The Edwin Morgan International
Poetry Competition 2008
The Edwin Morgan International Poetry Competition is held in association with the
Edinburgh International Book Festival.
Thank you to all participants.
The competition is now closed -
(deadline 2nd JUNE 2008 Midnight GMT).
Competition winners will be informed by mid-July; there will be a prize-giving ceremony in August and winning poems will be published on the website shortly thereafter.
- First Prize: £5000
- Second Prize: £1000
- Third Prize: £500
- Runner-up: two prizes of £50 each
Vital Synz is delighted to be able to host and organise one of Europe's richest poetry prizes. These prizes will be awarded to the poems that most impress this year's judges: Colette Bryce, Donny O'Rourke and Richard Price. (Read the Rules)
The competition is named in honour of Edwin Morgan,
Scotland's first national poet: The Scots Makar.
Widely recognised as one of the most significant poets of the twentieth century, Morgan's Collected Poems were published by Carcanet in 1990 and his Collected Translations in 1996, also by Carcanet. Since then, however, he has been as prolific as ever, publishing some thirteen books of further poems, translations and plays, most recently Tales from Baron Munchausen (Mariscat Press, 2004) and The Play of Gilgamesh (Carcanet, 2005). Among the many honours and awards Edwin Morgan has received are an OBE in 1982, the Soros Translation Award (1985), The Queen's Gold Medal for Poetry (2000), the Weidenfeld Translation Prize (2001) and the Jackie Forster Memorial Award for Culture (2003). His excellent website may be visited at www.EdwinMorgan.com
Each of our judges is among the country's most distinctive voices in poetry:
Colette Bryce was born in Derry in 1970. In 1995 she won an Eric Gregory award and subsequently published her first collection, The Heel of Bernadette with Picador in 2000.
This won the Aldeburgh Poetry Festival Prize for Best First Collection. Her second, The Full Indian Rope Trick was published by Picador in 2004.
Donny O'Rourke was born in Port Glasgow in 1959 and has had overlapping careers as a poet, television producer, broadcaster, journalist, academic and songwriter.
He has been the recipient of many awards, fellowships and prizes including, most recently the Hermann Kesten Stipendium and a Major Scottish Arts Council Writers' Bursary.

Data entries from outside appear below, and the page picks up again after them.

pub use super::category::Entity as Category;
pub use super::product::Entity as Product;
pub use super::storage::Entity as Storage;
pub use super::unit::Entity as Unit;
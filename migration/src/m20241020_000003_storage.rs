use sea_orm_migration::{prelude::*, schema::*};

#[derive(DeriveMigrationName)]
pub struct Migration;

#[async_trait::async_trait]
impl MigrationTrait for Migration {
    async fn up(&self, manager: &SchemaManager) -> Result<(), DbErr> {
        manager
            .create_table(
                Table::create()
                    .table(Storage::Table)
                    .if_not_exists()
                    .col(pk_auto(Storage::Id))
                    .col(string(Storage::Name))
                    .to_owned(),
            )
            .await
    }

    async fn down(&self, manager: &SchemaManager) -> Result<(), DbErr> {
        manager
            .drop_table(Table::drop().table(Storage::Table).to_owned())
            .await
    }
}

#[derive(DeriveIden)]
pub enum Storage {
    Table,
    Id,
    Name,
}
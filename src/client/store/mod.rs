pub mod edit;
pub mod inventory;
pub mod selection;
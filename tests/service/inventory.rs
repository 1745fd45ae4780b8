//! Tests for InventoryService against the database-backed store.
//!
//! This module verifies loading the annotated view, scoping it by storage selection,
//! saving minimal patches and deleting resources through the service.

use chrono::{Days, Utc};
use sea_orm::EntityTrait;
use shelfmate::{
    client::{
        error::ClientError,
        service::inventory::InventoryService,
        store::{
            edit::{EditSession, ProductDraft},
            inventory::{InventoryState, LoadStatus},
        },
        view::expiration::ExpirationStatus,
    },
    model::{product::ProductDto, resource::ResourceKind},
    server::service::store::DatabaseStore,
};
use shelfmate_test_utils::prelude::*;

/// Tests the full refresh with resource names resolved.
///
/// Expected: Ok with the expired product first and names taken from the resource tables
#[tokio::test]
async fn refresh_builds_annotated_view() -> Result<(), TestError> {
    let mut test = TestBuilder::new()
        .with_inventory_tables()
        .with_category("Dairy")
        .with_unit("Litre")
        .with_storage("Fridge")
        .build()
        .await?;
    let today = Utc::now().date_naive();
    test.inventory()
        .insert_mock_product("Milk", today.checked_add_days(Days::new(10)).unwrap(), 1, 1, 1)
        .await?;
    test.inventory()
        .insert_mock_product("Cream", today.checked_sub_days(Days::new(3)).unwrap(), 1, 1, 1)
        .await?;

    let store = DatabaseStore::new(&test.db);
    let service = InventoryService::new(&store);
    let mut state = InventoryState::default();
    service.refresh(&mut state).await.unwrap();

    let view = service.view(&state);
    assert_eq!(state.status, LoadStatus::Ready);
    assert_eq!(view.len(), 2);
    assert_eq!(view[0].product.name, "Cream");
    assert_eq!(view[0].status(state.expiring_soon_days), ExpirationStatus::Expired);
    assert_eq!(view[1].category_name, "Dairy");
    assert_eq!(view[1].unit_name, "Litre");
    assert_eq!(view[1].storage_name, "Fridge");

    Ok(())
}

/// Tests scoping the product list by storage selection.
///
/// Expected: Ok with products limited to the selected storages, empty for no selection
#[tokio::test]
async fn selection_scopes_products() -> Result<(), TestError> {
    let mut test = TestBuilder::new()
        .with_inventory_tables()
        .with_category("Pantry Staples")
        .with_unit("Gram")
        .with_storage("Fridge")
        .with_storage("Pantry")
        .build()
        .await?;
    let date = Utc::now().date_naive();
    test.inventory()
        .insert_mock_product("Butter", date, 1, 1, 1)
        .await?;
    test.inventory()
        .insert_mock_product("Rice", date, 1, 1, 2)
        .await?;

    let store = DatabaseStore::new(&test.db);
    let service = InventoryService::new(&store);
    let mut state = InventoryState::default();
    service.refresh(&mut state).await.unwrap();
    assert_eq!(state.products.len(), 2);

    service.toggle_storage(&mut state, 2).await.unwrap();
    assert_eq!(state.products.len(), 1);
    assert_eq!(state.products[0].name, "Rice");
    assert_eq!(state.selection_label(), "Pantry");

    service.toggle_storage(&mut state, 2).await.unwrap();
    assert!(state.products.is_empty());
    assert_eq!(state.selection_label(), "Select Storages");

    service.select_all_storages(&mut state).await.unwrap();
    assert_eq!(state.products.len(), 2);
    assert_eq!(state.selection_label(), "All Storages");

    Ok(())
}

/// Tests that an edit only writes the changed field.
///
/// The stored name is changed behind the session's back; a quantity-only save must
/// not overwrite it.
///
/// Expected: Ok with the new quantity and the externally changed name preserved
#[tokio::test]
async fn save_sends_only_changed_fields() -> Result<(), TestError> {
    let mut test = TestBuilder::new().with_inventory_tables().build().await?;
    let (product, _, _, _) = test
        .inventory()
        .insert_mock_product_with_resources("Milk", Utc::now().date_naive())
        .await?;

    let store = DatabaseStore::new(&test.db);
    let service = InventoryService::new(&store);
    let mut state = InventoryState::default();
    let mut session = EditSession::new(ProductDraft::from(&ProductDto::from(product.clone())));

    let mut renamed: entity::product::ActiveModel = product.clone().into();
    renamed.name = sea_orm::ActiveValue::Set("Oat Milk".to_string());
    entity::prelude::Product::update(renamed)
        .exec(&test.db)
        .await?;

    session.current_mut().quantity = 4;
    let saved = service
        .save_product(&mut state, product.id, &mut session)
        .await
        .unwrap()
        .unwrap();

    assert_eq!(saved.quantity, 4);
    assert_eq!(saved.name, "Oat Milk");

    Ok(())
}

/// Tests deleting a resource through the service.
///
/// Expected: Ok with the storage and its product gone from both the store and the state
#[tokio::test]
async fn delete_resource_cascades_and_reloads() -> Result<(), TestError> {
    let mut test = TestBuilder::new().with_inventory_tables().build().await?;
    let (_, _, _, storage) = test
        .inventory()
        .insert_mock_product_with_resources("Milk", Utc::now().date_naive())
        .await?;

    let store = DatabaseStore::new(&test.db);
    let service = InventoryService::new(&store);
    let mut state = InventoryState::default();
    service.refresh(&mut state).await.unwrap();

    let report = service
        .delete_resource(&mut state, ResourceKind::Storage, storage.id)
        .await
        .unwrap();

    assert_eq!(report.deleted_products.len(), 1);
    assert!(state.storages.is_empty());
    assert!(state.products.is_empty());
    assert_eq!(state.categories.len(), 1);

    Ok(())
}

/// Tests that a rejected create leaves the state untouched.
///
/// Expected: Err(Mutation) and no product stored
#[tokio::test]
async fn create_with_missing_category_fails() -> Result<(), TestError> {
    let test = TestBuilder::new()
        .with_inventory_tables()
        .with_unit("Gram")
        .with_storage("Pantry")
        .build()
        .await?;

    let store = DatabaseStore::new(&test.db);
    let service = InventoryService::new(&store);
    let mut state = InventoryState::default();
    let draft = ProductDraft {
        name: "Rice".to_string(),
        quantity: 1,
        expiration_date: Utc::now().date_naive(),
        category_id: 1,
        unit_id: 1,
        storage_id: 1,
    };

    let result = service.create_product(&mut state, &draft).await;

    assert!(matches!(result, Err(ClientError::Mutation { .. })));
    assert!(entity::prelude::Product::find().all(&test.db).await?.is_empty());

    Ok(())
}
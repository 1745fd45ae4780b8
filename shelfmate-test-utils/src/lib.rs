pub mod builder;
pub mod context;
pub mod error;
pub mod fixtures;

pub use builder::TestBuilder;
pub use context::TestContext;
pub use error::TestError;

pub mod prelude {
    pub use crate::{fixtures::inventory::factory, TestBuilder, TestContext, TestError};
}
//! Inventory fixture utilities.
//!
//! This module provides methods for inserting categories, units, storages and products
//! into the test database, plus factory functions for in-memory model instances.

pub mod factory;

use chrono::{NaiveDate, Utc};
use sea_orm::{ActiveValue, EntityTrait};

use crate::{context::TestContext, error::TestError};

impl TestContext {
    pub fn inventory<'a>(&'a mut self) -> InventoryFixtures<'a> {
        InventoryFixtures { setup: self }
    }
}

pub struct InventoryFixtures<'a> {
    setup: &'a mut TestContext,
}

impl<'a> InventoryFixtures<'a> {
    pub async fn insert_mock_category(
        &self,
        name: &str,
    ) -> Result<entity::category::Model, TestError> {
        Ok(
            entity::prelude::Category::insert(entity::category::ActiveModel {
                name: ActiveValue::Set(name.to_string()),
                ..Default::default()
            })
            .exec_with_returning(&self.setup.db)
            .await?,
        )
    }

    pub async fn insert_mock_unit(&self, name: &str) -> Result<entity::unit::Model, TestError> {
        Ok(
            entity::prelude::Unit::insert(entity::unit::ActiveModel {
                name: ActiveValue::Set(name.to_string()),
                ..Default::default()
            })
            .exec_with_returning(&self.setup.db)
            .await?,
        )
    }

    pub async fn insert_mock_storage(
        &self,
        name: &str,
    ) -> Result<entity::storage::Model, TestError> {
        Ok(
            entity::prelude::Storage::insert(entity::storage::ActiveModel {
                name: ActiveValue::Set(name.to_string()),
                ..Default::default()
            })
            .exec_with_returning(&self.setup.db)
            .await?,
        )
    }

    /// Insert a product referencing existing resource records.
    ///
    /// The product gets a quantity of 1 and expires on the given date.
    pub async fn insert_mock_product(
        &self,
        name: &str,
        expiration_date: NaiveDate,
        category_id: i32,
        unit_id: i32,
        storage_id: i32,
    ) -> Result<entity::product::Model, TestError> {
        Ok(
            entity::prelude::Product::insert(entity::product::ActiveModel {
                name: ActiveValue::Set(name.to_string()),
                quantity: ActiveValue::Set(1),
                expiration_date: ActiveValue::Set(expiration_date),
                category_id: ActiveValue::Set(category_id),
                unit_id: ActiveValue::Set(unit_id),
                storage_id: ActiveValue::Set(storage_id),
                created_at: ActiveValue::Set(Utc::now().naive_utc()),
                ..Default::default()
            })
            .exec_with_returning(&self.setup.db)
            .await?,
        )
    }

    /// Insert a product together with a fresh category, unit and storage.
    ///
    /// # Returns
    /// - `(product, category, unit, storage)` models as inserted
    pub async fn insert_mock_product_with_resources(
        &mut self,
        name: &str,
        expiration_date: NaiveDate,
    ) -> Result<
        (
            entity::product::Model,
            entity::category::Model,
            entity::unit::Model,
            entity::storage::Model,
        ),
        TestError,
    > {
        let category = self.insert_mock_category("Test Category").await?;
        let unit = self.insert_mock_unit("Test Unit").await?;
        let storage = self.insert_mock_storage("Test Storage").await?;

        let product = self
            .insert_mock_product(name, expiration_date, category.id, unit.id, storage.id)
            .await?;

        Ok((product, category, unit, storage))
    }
}
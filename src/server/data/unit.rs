use sea_orm::{
    ActiveModelTrait, ActiveValue, ConnectionTrait, DbErr, DeleteResult, EntityTrait,
    IntoActiveModel, QueryOrder,
};

pub struct UnitRepository<'a, C: ConnectionTrait> {
    db: &'a C,
}

impl<'a, C: ConnectionTrait> UnitRepository<'a, C> {
    /// Creates a new instance of [`UnitRepository`]
    pub fn new(db: &'a C) -> Self {
        Self { db }
    }

    pub async fn create(&self, name: &str) -> Result<entity::unit::Model, DbErr> {
        let unit = entity::unit::ActiveModel {
            name: ActiveValue::Set(name.to_string()),
            ..Default::default()
        };

        unit.insert(self.db).await
    }

    pub async fn get_by_id(
        &self,
        unit_id: i32,
    ) -> Result<Option<entity::unit::Model>, DbErr> {
        entity::prelude::Unit::find_by_id(unit_id)
            .one(self.db)
            .await
    }

    pub async fn get_all(&self) -> Result<Vec<entity::unit::Model>, DbErr> {
        entity::prelude::Unit::find()
            .order_by_asc(entity::unit::Column::Id)
            .all(self.db)
            .await
    }

    /// Renames a unit, returning `Ok(None)` if it does not exist
    pub async fn update(
        &self,
        unit_id: i32,
        name: &str,
    ) -> Result<Option<entity::unit::Model>, DbErr> {
        let unit = match self.get_by_id(unit_id).await? {
            Some(unit) => unit,
            None => return Ok(None),
        };

        let mut unit_am = unit.into_active_model();
        unit_am.name = ActiveValue::Set(name.to_string());

        let unit = unit_am.update(self.db).await?;

        Ok(Some(unit))
    }

    /// Deletes a unit
    ///
    /// Fails while products still reference the unit. Returns OK regardless of the
    /// unit existing, to confirm the deletion result check the
    /// [`DeleteResult::rows_affected`] field.
    pub async fn delete(&self, unit_id: i32) -> Result<DeleteResult, DbErr> {
        entity::prelude::Unit::delete_by_id(unit_id)
            .exec(self.db)
            .await
    }
}
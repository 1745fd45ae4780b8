//! Factory functions for generating mock inventory database models.
//!
//! Provides pure functions for creating models with standard test values. These are
//! in-memory model instances that don't require database interaction, suitable for unit tests.

use chrono::{NaiveDate, Utc};

/// Create a mock product database model for testing.
///
/// # Arguments
/// - `id` - Product record ID
/// - `name` - Product name
/// - `expiration_date` - Calendar date the product expires on
///
/// # Returns
/// - `entity::product::Model` - A product referencing category, unit and storage `1`
pub fn mock_product_model(
    id: i32,
    name: &str,
    expiration_date: NaiveDate,
) -> entity::product::Model {
    entity::product::Model {
        id,
        name: name.to_string(),
        quantity: 1,
        expiration_date,
        category_id: 1,
        unit_id: 1,
        storage_id: 1,
        created_at: Utc::now().naive_utc(),
    }
}

/// Create a mock category database model for testing.
pub fn mock_category_model(id: i32, name: &str) -> entity::category::Model {
    entity::category::Model {
        id,
        name: name.to_string(),
    }
}

/// Create a mock unit database model for testing.
pub fn mock_unit_model(id: i32, name: &str) -> entity::unit::Model {
    entity::unit::Model {
        id,
        name: name.to_string(),
    }
}

/// Create a mock storage database model for testing.
pub fn mock_storage_model(id: i32, name: &str) -> entity::storage::Model {
    entity::storage::Model {
        id,
        name: name.to_string(),
    }
}
//! Error types for the inventory client.
//!
//! Failures are grouped by what the user was doing when they happened. Store failures
//! are never retried automatically.

pub mod cascade;
pub mod store;

pub use cascade::CascadeError;
pub use store::StoreError;

use thiserror::Error;

/// Main error type for client operations.
#[derive(Error, Debug, Clone, PartialEq, Eq)]
pub enum ClientError {
    /// A list or lookup request failed; the affected collection is left in an error state.
    #[error("Failed to load {what}: {source}")]
    Fetch {
        what: &'static str,
        source: StoreError,
    },
    /// A create, update or delete failed; local state was left unchanged.
    #[error("Failed to {action}: {source}")]
    Mutation { action: String, source: StoreError },
    /// A cascading resource delete aborted.
    #[error(transparent)]
    Cascade(#[from] CascadeError),
    /// The edited record failed validation before any request was sent.
    #[error("Please fill out all fields: {0}")]
    InvalidInput(String),
}

impl ClientError {
    /// Optional human readable detail for presentation next to a generic failure message.
    pub fn detail(&self) -> Option<String> {
        match self {
            Self::Fetch { source, .. } | Self::Mutation { source, .. } => Some(source.detail()),
            Self::Cascade(err) => Some(err.detail()),
            Self::InvalidInput(reason) => Some(reason.clone()),
        }
    }
}
//! Test fixture modules for database record creation.
//!
//! Fixtures insert records during test execution (Phase 2 of the test architecture),
//! after the `TestBuilder` has created the schema.
//!
//! - `inventory` - categories, units, storages and the products referencing them

pub mod inventory;
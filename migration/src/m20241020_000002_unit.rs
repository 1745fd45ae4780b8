use sea_orm_migration::{prelude::*, schema::*};

#[derive(DeriveMigrationName)]
pub struct Migration;

#[async_trait::async_trait]
impl MigrationTrait for Migration {
    async fn up(&self, manager: &SchemaManager) -> Result<(), DbErr> {
        manager
            .create_table(
                Table::create()
                    .table(Unit::Table)
                    .if_not_exists()
                    .col(pk_auto(Unit::Id))
                    .col(string(Unit::Name))
                    .to_owned(),
            )
            .await
    }

    async fn down(&self, manager: &SchemaManager) -> Result<(), DbErr> {
        manager
            .drop_table(Table::drop().table(Unit::Table).to_owned())
            .await
    }
}

#[derive(DeriveIden)]
pub enum Unit {
    Table,
    Id,
    Name,
}
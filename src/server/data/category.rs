use sea_orm::{
    ActiveModelTrait, ActiveValue, ConnectionTrait, DbErr, DeleteResult, EntityTrait,
    IntoActiveModel, QueryOrder,
};

pub struct CategoryRepository<'a, C: ConnectionTrait> {
    db: &'a C,
}

impl<'a, C: ConnectionTrait> CategoryRepository<'a, C> {
    /// Creates a new instance of [`CategoryRepository`]
    pub fn new(db: &'a C) -> Self {
        Self { db }
    }

    pub async fn create(&self, name: &str) -> Result<entity::category::Model, DbErr> {
        let category = entity::category::ActiveModel {
            name: ActiveValue::Set(name.to_string()),
            ..Default::default()
        };

        category.insert(self.db).await
    }

    pub async fn get_by_id(
        &self,
        category_id: i32,
    ) -> Result<Option<entity::category::Model>, DbErr> {
        entity::prelude::Category::find_by_id(category_id)
            .one(self.db)
            .await
    }

    pub async fn get_all(&self) -> Result<Vec<entity::category::Model>, DbErr> {
        entity::prelude::Category::find()
            .order_by_asc(entity::category::Column::Id)
            .all(self.db)
            .await
    }

    /// Renames a category, returning `Ok(None)` if it does not exist
    pub async fn update(
        &self,
        category_id: i32,
        name: &str,
    ) -> Result<Option<entity::category::Model>, DbErr> {
        let category = match self.get_by_id(category_id).await? {
            Some(category) => category,
            None => return Ok(None),
        };

        let mut category_am = category.into_active_model();
        category_am.name = ActiveValue::Set(name.to_string());

        let category = category_am.update(self.db).await?;

        Ok(Some(category))
    }

    /// Deletes a category
    ///
    /// Fails while products still reference the category. Returns OK regardless of the
    /// category existing, to confirm the deletion result check the
    /// [`DeleteResult::rows_affected`] field.
    pub async fn delete(&self, category_id: i32) -> Result<DeleteResult, DbErr> {
        entity::prelude::Category::delete_by_id(category_id)
            .exec(self.db)
            .await
    }
}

His collections include The Waistband and other poems (Polygon, 1996) and From Poetry's Waiting Room (Spatlese Verlag Nurnberg, 2005).
Richard Price is the author of Lucky Day (Carcanet, 2005) which was shortlisted for the Whitbread Prize and Greenfields (Carcanet, 2007). His collection of short stories, A Boy in Summer, was published by 11:9 in 2002. Head of Modern British Collections at the British Library in London, he has also been an influential editor of many small literary magazines including Gairfish, Southfields, Verse and PS.
Below, you will find competition rules Vital Synz wishes you all good luck!
The Edwin Morgan International
Poetry Competition 2008
Competition Rules
- Closing date and time for receipt of entries:
2nd JUNE 2008 - Maximum of 60 lines per poem
- The Prize is open to anyone, including non-UK applicants, over 18 years
- Entries must be entirely the work of the entrant and must never have been published, self-published, published on any website or broadcast
- Entries must be in English.
- Entries must be anonymous with no identifying marks other than the title
- Alterations cannot be made to poems once they have been submitted
- Entrants can submit up to 3 (three) poems, provided the appropriate entry fee is included: the entry fee is £5 per poem
- Members of Glasgow Poetry Society CIC can enter the competition for free
- The copyright of each poem remains with the author. The authors of the winning poems must grant the Glasgow Poetry Society the right to use the poems for one year from date of award
- Prizewinners will be notified in writing by mid-July 2008. The list of prizewinners, and winning poems, will be displayed on the website shortly after the prize-giving ceremony, which takes place in August 2008
- No employee, or partners or relatives of employees, of Glasgow Poetry Society CIC may enter the competition
- The judge's decision is final and no correspondence can be entered into
- Competition entries cannot be returned
Entry implies acceptance of all the rules. Failure to comply with the entry requirements will result in disqualification.